WHAT IS GEDI?
GEDI is a full-waveform lidar instrument that makes detailed measurements of the 3D structure of the Earth’s surface. Lidar is an active remote sensing technology (the laser version of radar) which uses pulses of laser light to measure 3D structure. The light is reflected by the ground, vegetation and any clouds and is then collected by GEDI’s telescope. These photons are then directed towards detectors, converting the brightness of the light to an electronic voltage which is then recorded as a function of time in 1 ns (15 cm) intervals. Time is converted to range (a distance) by multiplying by the speed of light. The recorded voltage as a function of range is the full-waveform.
WHAT DOES GEDI MEASURE?
Lidar waveforms quantify the vertical distribution of vegetation by recording the amount of laser energy reflected by plant material (stems, branches, and leaves) at different heights above the ground. From GEDI waveforms, four types of structure information can be extracted: surface topography, canopy height metrics, canopy cover metrics, and vertical structure metrics.
GEDI data products
LEVEL 1 - GEOLOCATED WAVEFORMS
The raw GEDI waveforms as collected by the GEDI system are geolocated by our science team.

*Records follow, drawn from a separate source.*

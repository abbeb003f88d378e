use std::sync::atomic::{AtomicI64, Ordering};
use std::sync::Arc;

use chrono::{DateTime, Duration, TimeZone, Utc};
use mpx_schemas::{Actor, Order, Quotation, Rfq};
use mpx_store::{EntityStore, MemoryStore};
use mpx_workflow::{Bid, NewRfq, RetryPolicy, Workflow};

use crate::{FaultyStore, RecordingNotifier};

/// Fixed scenario clock origin.
pub fn t0() -> DateTime<Utc> {
    Utc.with_ymd_and_hms(2026, 6, 1, 9, 0, 0)
        .single()
        .unwrap_or_else(Utc::now)
}

/// RFQ fields with a deadline `days` after [`t0`].
pub fn new_rfq(title: &str, days: i64) -> NewRfq {
    NewRfq {
        title: title.to_string(),
        description: format!("{title} for MV Nordic Star"),
        category: "spare_parts".to_string(),
        subcategory: None,
        vessel_info: None,
        deadline: t0() + Duration::days(days),
    }
}

/// Bid of `units` whole currency units.
pub fn bid(units: i64, currency: &str) -> Bid {
    Bid {
        price_micros: units * mpx_schemas::MICROS_PER_UNIT,
        currency: currency.to_string(),
        delivery_estimate: Some("7 days".to_string()),
        notes: None,
    }
}

/// A workflow over an in-memory store wrapped in a [`FaultyStore`], with a
/// recording notifier.
pub struct Harness {
    pub workflow: Workflow,
    pub faults: Arc<FaultyStore>,
    pub memory: Arc<MemoryStore>,
    pub notifier: Arc<RecordingNotifier>,
    clock: AtomicI64,
}

impl Harness {
    pub fn new() -> Self {
        Self::with_retry(RetryPolicy::new(64, 0, 2))
    }

    pub fn with_retry(retry: RetryPolicy) -> Self {
        let memory = Arc::new(MemoryStore::new());
        let faults = Arc::new(FaultyStore::new(memory.clone()));
        let notifier = Arc::new(RecordingNotifier::new());
        let workflow = Workflow::new(faults.clone(), notifier.clone(), retry);
        Self {
            workflow,
            faults,
            memory,
            notifier,
            clock: AtomicI64::new(0),
        }
    }

    /// Strictly increasing scenario time, one minute per call, starting one
    /// hour after [`t0`].
    pub fn tick(&self) -> DateTime<Utc> {
        let n = self.clock.fetch_add(1, Ordering::SeqCst);
        t0() + Duration::hours(1) + Duration::minutes(n)
    }

    pub fn store(&self) -> Arc<dyn EntityStore> {
        self.memory.clone()
    }

    pub async fn rfq(&self, owner: &Actor, title: &str) -> anyhow::Result<Rfq> {
        Ok(self.workflow.rfqs().create(owner, new_rfq(title, 3), t0()).await?)
    }

    pub async fn quote(&self, rfq: &Rfq, supplier: &Actor, units: i64) -> anyhow::Result<Quotation> {
        Ok(self
            .workflow
            .quotations()
            .submit(&rfq.rfq_id, supplier, &bid(units, "USD"), self.tick())
            .await?)
    }

    /// Create an RFQ, one quotation and accept it.
    pub async fn order(&self, owner: &Actor, supplier: &Actor) -> anyhow::Result<Order> {
        let rfq = self.rfq(owner, "Main engine spares").await?;
        let q = self.quote(&rfq, supplier, 12_500).await?;
        Ok(self
            .workflow
            .quotations()
            .accept(&q.quotation_id, owner, self.tick())
            .await?)
    }
}

impl Default for Harness {
    fn default() -> Self {
        Self::new()
    }
}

LEVEL 2 - FOOTPRINT LEVEL CANOPY HEIGHT AND PROFILE METRICS
The waveforms are processed to provide canopy height and profile metrics. These are values calculated directly from the waveform return for each footprint such as terrain elevation, canopy height, RH metrics and Leaf Area Index (LAI). These metrics provide easy-to-use and interpret information about the vertical distribution of the canopy material.
LEVEL 3 - GRIDDED CANOPY HEIGHT METRICS AND VARIABILITY
Level 3 products are gridded by spatially interpolating Level 2 footprint estimates of canopy cover, canopy height, LAI, vertical foliage profile and their uncertainties.
LEVEL 4A AND 4B - FOOTPRINT AND GRIDDED ABOVEGROUND CARBON ESTIMATES
Level 4 products are the highest level of GEDI product and represent the output of models. Footprint metrics derived from the L2 data products are converted to footprint estimates of aboveground biomass density using calibration equations. Subsequently, these footprints are used to produce mean biomass and its uncertainty in cells of 1 km using statistical theory.